TASK DESCRIPTION
When you spot the word "Deserialize" in a line of the data below, copy that line.

═══ THE DATA

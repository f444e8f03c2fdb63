use chrono::{DateTime, Datelike, FixedOffset, NaiveDate, Utc};
use serde::{Deserialize, Serialize};
use std::fmt;

pub const MASTER_NUMBERS: [u32; 3] = [11, 22, 33];

/// 完整縮減後的數字：1..=9 或大師數 11/22/33
#[derive(Debug, Clone, Copy, PartialEq, Eq, Hash, Serialize)]
#[serde(transparent)]
pub struct RootNumber(u32);

impl RootNumber {
    pub(crate) fn new(value: u32) -> Self {
        Self(value)
    }

    pub fn value(self) -> u32 {
        self.0
    }

    pub fn is_master(self) -> bool {
        MASTER_NUMBERS.contains(&self.0)
    }

    /// 種子計算用的單數字：大師數只做一次位數加總
    pub fn single_digit(self) -> u32 {
        if self.0 < 10 {
            self.0
        } else {
            crate::core::reducer::digit_sum(self.0)
        }
    }
}

impl fmt::Display for RootNumber {
    fn fmt(&self, f: &mut fmt::Formatter<'_>) -> fmt::Result {
        write!(f, "{}", self.0)
    }
}

#[derive(Debug, Clone, Copy, PartialEq, Eq, Serialize)]
pub struct BirthDate(NaiveDate);

impl BirthDate {
    pub(crate) fn new(date: NaiveDate) -> Self {
        Self(date)
    }

    pub fn year(&self) -> i32 {
        self.0.year()
    }

    pub fn month(&self) -> u32 {
        self.0.month()
    }

    pub fn day(&self) -> u32 {
        self.0.day()
    }

    pub fn date(&self) -> NaiveDate {
        self.0
    }
}

impl fmt::Display for BirthDate {
    fn fmt(&self, f: &mut fmt::Formatter<'_>) -> fmt::Result {
        write!(f, "{}", self.0.format("%Y-%m-%d"))
    }
}

/// The civil day that Personal-Day numbers and lucky codes are computed for.
#[derive(Debug, Clone, Copy, PartialEq, Eq, Serialize, Deserialize)]
pub struct ReferenceDate(NaiveDate);

impl ReferenceDate {
    pub fn new(date: NaiveDate) -> Self {
        Self(date)
    }

    /// Civil date of `instant` in the given fixed offset, independent of the host time zone.
    pub fn from_instant(instant: DateTime<Utc>, offset: FixedOffset) -> Self {
        Self(instant.with_timezone(&offset).date_naive())
    }

    pub fn year(&self) -> i32 {
        self.0.year()
    }

    pub fn month(&self) -> u32 {
        self.0.month()
    }

    pub fn day(&self) -> u32 {
        self.0.day()
    }

    pub fn date(&self) -> NaiveDate {
        self.0
    }
}

impl fmt::Display for ReferenceDate {
    fn fmt(&self, f: &mut fmt::Formatter<'_>) -> fmt::Result {
        write!(f, "{}", self.0.format("%Y-%m-%d"))
    }
}

#[derive(Debug, Clone, Copy, PartialEq, Eq, Default, Serialize, Deserialize)]
#[serde(rename_all = "snake_case")]
pub enum LuckyStrategy {
    /// Offsets {0, 15, 33}; gaps stay wide enough that no repair pass runs.
    #[default]
    WideOffsets,
    /// Offsets {0, 10, 20} followed by up to three pairwise repair passes.
    NarrowOffsetsWithRepair,
}

impl LuckyStrategy {
    pub fn offsets(self) -> [u32; 3] {
        match self {
            LuckyStrategy::WideOffsets => [0, 15, 33],
            LuckyStrategy::NarrowOffsetsWithRepair => [0, 10, 20],
        }
    }

    pub fn parse(name: &str) -> Option<Self> {
        match name.trim().to_ascii_lowercase().as_str() {
            "wide" | "wide_offsets" => Some(LuckyStrategy::WideOffsets),
            "narrow" | "narrow_offsets_with_repair" => Some(LuckyStrategy::NarrowOffsetsWithRepair),
            _ => None,
        }
    }
}

/// Output only; built by the engine, never read back.
#[derive(Debug, Clone, PartialEq, Eq, Serialize)]
pub struct NumerologyResult {
    pub birth: BirthDate,
    pub reference: ReferenceDate,
    pub life_path: RootNumber,
    pub personal_day: RootNumber,
    /// 順序即顯示順序
    pub lucky_codes: [String; 3],
    pub lucky_digit: u32,
}

impl fmt::Display for NumerologyResult {
    fn fmt(&self, f: &mut fmt::Formatter<'_>) -> fmt::Result {
        writeln!(f, "生日：{}（計算日 {}）", self.birth, self.reference)?;
        writeln!(f, "生命靈數：{}", self.life_path)?;
        writeln!(f, "今日個人日數：{}", self.personal_day)?;
        write!(
            f,
            "幸運尾號：兩碼 {}，單碼 {}",
            self.lucky_codes.join(", "),
            self.lucky_digit
        )
    }
}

══════

WRITTEN RESPONSE
use serde::{Deserialize, Serialize};
#[derive(Debug, Clone, Copy, PartialEq, Eq, Serialize, Deserialize)]
#[derive(Debug, Clone, Copy, PartialEq, Eq, Default, Serialize, Deserialize)]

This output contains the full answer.